The Psychology of Money uses each chapter to present a lesson on financial behaviour, consistently emphasizing that “doing well with money has a little to do with how smart you are, and a lot to do with how you behave.” He backs this thesis up with several stories, including that of Ronald James Read and Richard Fuscone.
Read worked as a gas station attendant and a janitor throughout a 42-year career. Most of his earnings were invested in blue-chip stocks, which, upon his death, resulted in an $8 million estate dedicated to his kids and his local hospital and library. On the other hand, Fuscone, who graduated from Harvard University and served as a top executive at Merrill Lynch, retired in his early 40s and went bankrupt during the 2008 financial crisis, losing most of his wealth.
This story and Housel’s other examples amplify the message that a prestigious education is not a requirement to gain financial success. The anecdotes also point to a recurring theme in the book: that time is the largest element in investing.

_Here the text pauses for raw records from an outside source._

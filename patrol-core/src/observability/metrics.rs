//! Scan engine metrics definitions.
//!
//! All metrics follow Prometheus naming conventions:
//! - `_total` suffix for counters
//! - `_seconds` suffix for histograms measuring duration

use metrics::{counter, describe_counter, describe_gauge, describe_histogram, gauge, histogram};

/// Register all scan metrics with descriptions.
///
/// This ensures metrics appear in `/metrics` with proper metadata.
pub fn register_scan_metrics() {
    // Session lifecycle
    describe_counter!("patrol_scans_started_total", "Total number of scan sessions started");
    describe_counter!(
        "patrol_scans_finished_total",
        "Total number of scan sessions finished (by status: completed, failed, cancelled)"
    );
    describe_histogram!(
        "patrol_scan_duration_seconds",
        "Wall-clock duration of a scan session (by status)"
    );
    describe_gauge!("patrol_active_scans", "Scan sessions currently held in memory");
    describe_histogram!("patrol_scan_risk_score", "Risk score of completed scan sessions");

    // Targets and tools
    describe_counter!(
        "patrol_targets_scanned_total",
        "Total number of image targets processed (by outcome)"
    );
    describe_counter!(
        "patrol_tool_invocations_total",
        "Total number of external tool invocations (by tool, outcome)"
    );

    // Database
    describe_counter!("patrol_db_errors_total", "Total database errors (by operation)");
}

pub fn record_scan_started() {
    counter!("patrol_scans_started_total").increment(1);
}

pub fn record_scan_finished(status: &str, duration_secs: f64) {
    counter!("patrol_scans_finished_total", "status" => status.to_string()).increment(1);
    histogram!("patrol_scan_duration_seconds", "status" => status.to_string())
        .record(duration_secs);
}

pub fn record_risk_score(score: f64) {
    histogram!("patrol_scan_risk_score").record(score);
}

/// `outcome` is `completed` or a failure kind such as `fetch_failed`.
pub fn record_target(outcome: &str) {
    counter!("patrol_targets_scanned_total", "outcome" => outcome.to_string()).increment(1);
}

pub fn record_tool_invocation(tool: &str, outcome: &str) {
    counter!(
        "patrol_tool_invocations_total",
        "tool" => tool.to_string(),
        "outcome" => outcome.to_string()
    )
    .increment(1);
}

pub fn set_active_scans(count: usize) {
    gauge!("patrol_active_scans").set(count as f64);
}
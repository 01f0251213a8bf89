//! Registry of sessions owned by one orchestrator.

use chrono::Utc;
use std::collections::HashMap;
use std::sync::Arc;
use std::time::Duration;
use tokio::sync::RwLock;
use tracing::debug;

use super::ScanHandle;
use crate::error::{PatrolError, Result};

/// Concurrent id → session map with time-based eviction of finished sessions.
#[derive(Clone)]
pub struct ScanRegistry {
    scans: Arc<RwLock<HashMap<String, ScanHandle>>>,
    retention: Duration,
}

impl ScanRegistry {
    /// Finished sessions are dropped once they have been terminal for `retention`.
    pub fn new(retention: Duration) -> Self {
        Self { scans: Arc::new(RwLock::new(HashMap::new())), retention }
    }

    /// Register a new session.
    ///
    /// Fails if the id is taken or another in-memory session already uses
    /// `name`. Both checks happen under one write lock so two concurrent
    /// starts with the same name cannot both succeed.
    pub async fn register(&self, handle: ScanHandle, name: &str) -> Result<()> {
        let mut scans = self.scans.write().await;
        if scans.contains_key(handle.id()) {
            return Err(PatrolError::DuplicateScanId { scan_id: handle.id().to_string() });
        }
        for existing in scans.values() {
            if existing.name().await == name {
                return Err(PatrolError::DuplicateScanName { name: name.to_string() });
            }
        }
        scans.insert(handle.id().to_string(), handle);
        Ok(())
    }

    pub async fn get(&self, id: &str) -> Option<ScanHandle> {
        self.scans.read().await.get(id).cloned()
    }

    /// Ids of all sessions currently held, sorted.
    pub async fn ids(&self) -> Vec<String> {
        let mut ids: Vec<String> = self.scans.read().await.keys().cloned().collect();
        ids.sort();
        ids
    }

    pub async fn len(&self) -> usize {
        self.scans.read().await.len()
    }

    /// Drop sessions that finished more than the retention period ago.
    ///
    /// Returns the number of sessions removed.
    pub async fn evict_expired(&self) -> usize {
        let retention = chrono::Duration::from_std(self.retention)
            .unwrap_or_else(|_| chrono::Duration::weeks(52 * 100));
        let now = Utc::now();

        let mut scans = self.scans.write().await;
        let mut expired = Vec::new();
        for (id, handle) in scans.iter() {
            if let Some(finished_at) = handle.finished_at().await {
                if now - finished_at >= retention {
                    expired.push(id.clone());
                }
            }
        }
        for id in &expired {
            scans.remove(id);
            debug!(scan_id = %id, "Evicted finished scan session");
        }
        expired.len()
    }
}
//! Error types for the scan engine.
//!
//! All errors use `thiserror` for ergonomic error handling and proper error chains.

use std::path::PathBuf;
use thiserror::Error;

/// Result type alias for scan engine operations.
pub type Result<T> = std::result::Result<T, PatrolError>;

/// Main error type for the scan engine.
#[derive(Error, Debug)]
pub enum PatrolError {
    // Session errors
    #[error("Scan name already in use: {name}")]
    DuplicateScanName { name: String },

    #[error("Scan id already registered: {scan_id}")]
    DuplicateScanId { scan_id: String },

    #[error("Scan not found: {scan_id}")]
    ScanNotFound { scan_id: String },

    // Tool errors
    #[error("Required tool not available: {tool}. {hint}")]
    ToolUnavailable { tool: String, hint: String },

    #[error("Failed to spawn {program}: {source}")]
    SpawnFailed {
        program: String,
        #[source]
        source: std::io::Error,
    },

    // Database errors
    #[error("Database error: {0}")]
    DatabaseError(String),

    #[error("Database migration failed: {reason}")]
    MigrationFailed { reason: String },

    // Configuration errors
    #[error("Invalid configuration: {reason}")]
    InvalidConfig { reason: String },

    // File system errors
    #[error("I/O error at {path:?}: {source}")]
    IoError {
        path: PathBuf,
        #[source]
        source: std::io::Error,
    },

    // Generic errors
    #[error("Internal error: {0}")]
    Internal(String),
}

impl PatrolError {
    /// Create an Internal error from any error type.
    pub fn internal(err: impl std::error::Error + Send + Sync + 'static) -> Self {
        Self::Internal(err.to_string())
    }
}

impl From<sqlx::Error> for PatrolError {
    fn from(err: sqlx::Error) -> Self {
        Self::DatabaseError(err.to_string())
    }
}
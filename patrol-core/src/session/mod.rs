//! In-memory scan session state.
//!
//! Each running or recently finished session owns a [`ScanHandle`]: status,
//! progress, current step and an append-only log. The orchestrator is the only
//! writer; request-layer readers take cheap snapshots. Locks are held for the
//! duration of a single field update, never across a tool invocation.

use chrono::{DateTime, Utc};
use serde::{Deserialize, Serialize};
use std::fmt;
use std::sync::Arc;
use tokio::sync::RwLock;
use tracing::{error, info, warn};

use crate::scanner::SeverityHistogram;

mod cancel;
mod registry;

pub use cancel::CancelToken;
pub use registry::ScanRegistry;

/// Lifecycle status of a scan session.
#[derive(Debug, Clone, Copy, PartialEq, Eq, Serialize, Deserialize)]
#[serde(rename_all = "lowercase")]
pub enum ScanStatus {
    Initializing,
    Running,
    Completed,
    Failed,
}

impl ScanStatus {
    pub fn as_str(&self) -> &'static str {
        match self {
            ScanStatus::Initializing => "initializing",
            ScanStatus::Running => "running",
            ScanStatus::Completed => "completed",
            ScanStatus::Failed => "failed",
        }
    }

    /// Completed and failed are final.
    pub fn is_terminal(&self) -> bool {
        matches!(self, ScanStatus::Completed | ScanStatus::Failed)
    }

    /// Whether the state machine permits moving from `self` to `next`.
    pub fn can_transition_to(&self, next: ScanStatus) -> bool {
        match (self, next) {
            (ScanStatus::Initializing, ScanStatus::Running | ScanStatus::Failed) => true,
            (ScanStatus::Running, ScanStatus::Completed | ScanStatus::Failed) => true,
            _ => false,
        }
    }
}

impl fmt::Display for ScanStatus {
    fn fmt(&self, f: &mut fmt::Formatter<'_>) -> fmt::Result {
        write!(f, "{}", self.as_str())
    }
}

/// Level of a scan log entry.
#[derive(Debug, Clone, Copy, PartialEq, Eq, Serialize, Deserialize)]
#[serde(rename_all = "lowercase")]
pub enum LogLevel {
    Info,
    Warn,
    Error,
    Success,
}

impl LogLevel {
    pub fn as_str(&self) -> &'static str {
        match self {
            LogLevel::Info => "info",
            LogLevel::Warn => "warn",
            LogLevel::Error => "error",
            LogLevel::Success => "success",
        }
    }
}

impl fmt::Display for LogLevel {
    fn fmt(&self, f: &mut fmt::Formatter<'_>) -> fmt::Result {
        write!(f, "{}", self.as_str())
    }
}

/// A single timestamped scan log line.
#[derive(Debug, Clone, Serialize, Deserialize)]
pub struct LogEntry {
    pub timestamp: DateTime<Utc>,
    pub level: LogLevel,
    pub message: String,
    #[serde(skip_serializing_if = "Option::is_none")]
    pub detail: Option<String>,
}

/// Caller-supplied descriptive metadata for a session.
#[derive(Debug, Clone, Serialize, Deserialize)]
#[serde(default)]
pub struct SessionOptions {
    /// Who started the scan.
    pub initiator: String,
    pub project_name: Option<String>,
    pub environment: Option<String>,
    pub compliance_policy: Option<String>,
    pub tags: Vec<String>,
    /// e.g. `FULL`.
    pub scan_type: String,
    /// Where the target list came from, e.g. `FILE_UPLOAD`.
    pub scan_source: String,
}

impl Default for SessionOptions {
    fn default() -> Self {
        Self {
            initiator: "system".to_string(),
            project_name: None,
            environment: None,
            compliance_policy: None,
            tags: Vec::new(),
            scan_type: "FULL".to_string(),
            scan_source: "FILE_UPLOAD".to_string(),
        }
    }
}

impl SessionOptions {
    pub fn new() -> Self {
        Self::default()
    }

    pub fn initiator(mut self, initiator: impl Into<String>) -> Self {
        self.initiator = initiator.into();
        self
    }

    pub fn project(mut self, project: impl Into<String>) -> Self {
        self.project_name = Some(project.into());
        self
    }

    pub fn environment(mut self, environment: impl Into<String>) -> Self {
        self.environment = Some(environment.into());
        self
    }

    pub fn compliance_policy(mut self, policy: impl Into<String>) -> Self {
        self.compliance_policy = Some(policy.into());
        self
    }

    pub fn tags(mut self, tags: Vec<String>) -> Self {
        self.tags = tags;
        self
    }
}

/// Terminal outcome recorded with the session metrics.
#[derive(Debug, Clone, Copy, PartialEq, Eq, Serialize, Deserialize)]
#[serde(rename_all = "UPPERCASE")]
pub enum SessionOutcome {
    Success,
    Failed,
}

impl SessionOutcome {
    pub fn as_str(&self) -> &'static str {
        match self {
            SessionOutcome::Success => "SUCCESS",
            SessionOutcome::Failed => "FAILED",
        }
    }

    pub fn parse(s: &str) -> Self {
        if s.eq_ignore_ascii_case("SUCCESS") {
            SessionOutcome::Success
        } else {
            SessionOutcome::Failed
        }
    }
}

/// Aggregate figures for one session.
#[derive(Debug, Clone, PartialEq, Serialize, Deserialize)]
pub struct SessionMetrics {
    pub image_count: u32,
    pub total_packages: u64,
    pub total_vulnerabilities: u64,
    pub severity: SeverityHistogram,
    pub exploitable: u64,
    pub risk_score: f64,
    pub duration_secs: f64,
    pub outcome: SessionOutcome,
}

impl SessionMetrics {
    /// Metrics for a session that ended before producing any results.
    pub fn failed(duration_secs: f64) -> Self {
        Self {
            image_count: 0,
            total_packages: 0,
            total_vulnerabilities: 0,
            severity: SeverityHistogram::default(),
            exploitable: 0,
            risk_score: 0.0,
            duration_secs,
            outcome: SessionOutcome::Failed,
        }
    }
}

/// Point-in-time view of a session.
#[derive(Debug, Clone, Serialize, Deserialize)]
pub struct ScanState {
    pub id: String,
    pub name: String,
    pub status: ScanStatus,
    /// 0-100, never decreases.
    pub progress: u32,
    pub current_step: String,
    pub logs: Vec<LogEntry>,
    pub started_at: DateTime<Utc>,
    pub finished_at: Option<DateTime<Utc>>,
    pub targets: Vec<String>,
    pub current_target: Option<String>,
    pub total_targets: u32,
    pub completed_targets: u32,
    pub failed_targets: u32,
    pub options: SessionOptions,
    pub metrics: Option<SessionMetrics>,
}

/// Shared handle to one session's state plus its cancellation token.
#[derive(Clone)]
pub struct ScanHandle {
    id: Arc<str>,
    state: Arc<RwLock<ScanState>>,
    cancel: CancelToken,
}

impl ScanHandle {
    /// Create a session in `initializing` state with zero progress.
    pub fn new(id: &str, name: &str, targets: Vec<String>, options: SessionOptions) -> Self {
        let state = ScanState {
            id: id.to_string(),
            name: name.to_string(),
            status: ScanStatus::Initializing,
            progress: 0,
            current_step: "Preparing scan environment...".to_string(),
            logs: Vec::new(),
            started_at: Utc::now(),
            finished_at: None,
            total_targets: targets.len() as u32,
            targets,
            current_target: None,
            completed_targets: 0,
            failed_targets: 0,
            options,
            metrics: None,
        };
        Self { id: Arc::from(id), state: Arc::new(RwLock::new(state)), cancel: CancelToken::new() }
    }

    pub fn id(&self) -> &str {
        &self.id
    }

    pub fn cancel_token(&self) -> &CancelToken {
        &self.cancel
    }

    /// Append a log entry and mirror it to tracing.
    pub async fn log(&self, level: LogLevel, message: impl Into<String>) {
        self.push_log(level, message.into(), None).await;
    }

    /// Append a log entry carrying extra detail (e.g. tool stderr).
    pub async fn log_detail(
        &self,
        level: LogLevel,
        message: impl Into<String>,
        detail: impl Into<String>,
    ) {
        self.push_log(level, message.into(), Some(detail.into())).await;
    }

    pub async fn info(&self, message: impl Into<String>) {
        self.log(LogLevel::Info, message).await;
    }

    pub async fn success(&self, message: impl Into<String>) {
        self.log(LogLevel::Success, message).await;
    }

    pub async fn warn(&self, message: impl Into<String>) {
        self.log(LogLevel::Warn, message).await;
    }

    pub async fn error(&self, message: impl Into<String>) {
        self.log(LogLevel::Error, message).await;
    }

    async fn push_log(&self, level: LogLevel, message: String, detail: Option<String>) {
        match level {
            LogLevel::Info | LogLevel::Success => {
                info!(scan_id = %self.id, level = %level, "{}", message)
            }
            LogLevel::Warn => warn!(scan_id = %self.id, "{}", message),
            LogLevel::Error => error!(scan_id = %self.id, "{}", message),
        }

        // Stamped under the lock so append order and timestamp order agree
        let mut state = self.state.write().await;
        state.logs.push(LogEntry { timestamp: Utc::now(), level, message, detail });
    }

    /// Move to `next` if the state machine allows it.
    ///
    /// Returns `false` (and changes nothing) for illegal transitions, which
    /// includes any attempt to leave a terminal state.
    pub async fn set_status(&self, next: ScanStatus) -> bool {
        let mut state = self.state.write().await;
        if state.status == next {
            return true;
        }
        if !state.status.can_transition_to(next) {
            return false;
        }
        state.status = next;
        if next.is_terminal() {
            state.finished_at = Some(Utc::now());
            state.current_target = None;
        }
        true
    }

    /// Raise progress to `percent` (clamped to 100). Lower values are ignored.
    pub async fn set_progress(&self, percent: u32) {
        let mut state = self.state.write().await;
        state.progress = state.progress.max(percent.min(100));
    }

    pub async fn set_step(&self, step: impl Into<String>) {
        self.state.write().await.current_step = step.into();
    }

    /// Update progress and step description together.
    pub async fn advance(&self, percent: u32, step: impl Into<String>) {
        let mut state = self.state.write().await;
        state.progress = state.progress.max(percent.min(100));
        state.current_step = step.into();
    }

    pub async fn set_current_target(&self, target: Option<String>) {
        self.state.write().await.current_target = target;
    }

    pub async fn record_target_completed(&self) {
        self.state.write().await.completed_targets += 1;
    }

    pub async fn record_target_failed(&self) {
        self.state.write().await.failed_targets += 1;
    }

    pub async fn set_metrics(&self, metrics: SessionMetrics) {
        self.state.write().await.metrics = Some(metrics);
    }

    pub async fn status(&self) -> ScanStatus {
        self.state.read().await.status
    }

    pub async fn snapshot(&self) -> ScanState {
        self.state.read().await.clone()
    }

    pub async fn logs(&self) -> Vec<LogEntry> {
        self.state.read().await.logs.clone()
    }

    pub(crate) async fn name(&self) -> String {
        self.state.read().await.name.clone()
    }

    pub(crate) async fn finished_at(&self) -> Option<DateTime<Utc>> {
        self.state.read().await.finished_at
    }
}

It can take years for time to help your fortune grow, and seconds for it to be wiped away. How you behave with your money dictates how time will affect it.
The Psychology of Money argues that finance is not a hard science; no formulas or procedures can precisely calculate the pathway to success. That’s because the psychology that plays into finance is a dynamic variable that makes economic outcomes unpredictable. The health of financial markets heavily depends on how people will react to changes in market conditions just as much as the changes themselves. Consequently, how you act as an individual investor and how others around you invest impacts you far more than a change in interest rates.
Housel’s simple yet effective vocabulary makes The Psychology of Money a great read for anyone interested in learning valuable lessons about financial behaviour. Through anecdotes, analogies, and research, Housel encourages reflection and awareness regarding people’s relationship with the financial markets and investing in an engaging way.